In 1940 Ruth Roche began to work with Samuel M. "Jerry" Iger, who created, wrote and drew the syndicated newspaper comic strip, Mickey and His Gang. He also ran an advertising agency, as well as one of the earliest comic art studios, the Eisner & Iger Shop, with his business partner Will Eisner (1917-2005).
In 1944 Will Eisner left the partnership to seek his fortune as the creator, writer and artist of the comic strip, The Spirit. At that point Iger's company was reorganized as Roche & Iger, with Ruth Roche as partner, Business Manager, and Executive Editor.
Roche & Iger also operated the Phoenix Features Syndicate, where she created and wrote the popular comic strip, Flamingo, which was drawn by Matt Baker. That strip ran in The New York World-Telegram.
She wrote the newspaper comic strip, Mickey Spillane's Mike Hammer, which appeared in The New York Mirror.
She also wrote for comic strips Brenda Starr, Ellery Queen, Aggie Mack and Sheena, Queen of the Jungle.
She edited six romance confession magazines under a variety of pen-names, Miss Martin, Miss Bennett, Miss Adams, Miss Thorpe, Agnes Wilson, and The Marriage Clinic.
Ruth Roche edited Classic Illustrated comic books for five years.
In 1953 she rented an apartment at and listed her telephone number as "Writer."
After the devastation of the comic book industry, she found work as an editor and script writer for the television cartoons Felix The Cat and Huckleberry Hound.

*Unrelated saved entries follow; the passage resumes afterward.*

//! Method compilation.
//!
//! [`MethodBuilder`] is the composition root: it owns a routine's signature,
//! locals and statement list, drives emission into a
//! [`CodeBuffer`](crate::vm::CodeBuffer) and renders the routine as
//! pseudo-source.
//!
//! ## Design
//!
//! - Statements are checked as a whole before anything is lowered
//! - Void methods get an implicit trailing `ret`
//! - Stack depth and labels are tracked by the sink, not the builder

mod method;
mod options;


pub use method::{CompiledMethod, MethodBuilder};
pub use options::MethodOptions;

In 1956 she married a Television Producer, George Schaefer. Two years later their marriage ended unhappily in divorce.
In 1958 she rented a cottage in Montauk, NY, on the remotest tip of the Southern Fork of Long Island.
In 1959 The East Hampton Star reported her purchase of one-half acre for $4000, where she built her dream home on South Delrey Road, Montauk.
Her closest companion in her final years was a colorful local personality, Peter Panteles, who owned the popular Montauk Wine & Liquor Store.
During the cold winter months they traveled south to a second home in Sebastian, Florida.
Ruth Roche Schaefer died after a brief illness in Southhampton Hospital, in Southhampton, NY, at the age of sixty-six on May 4, 1983.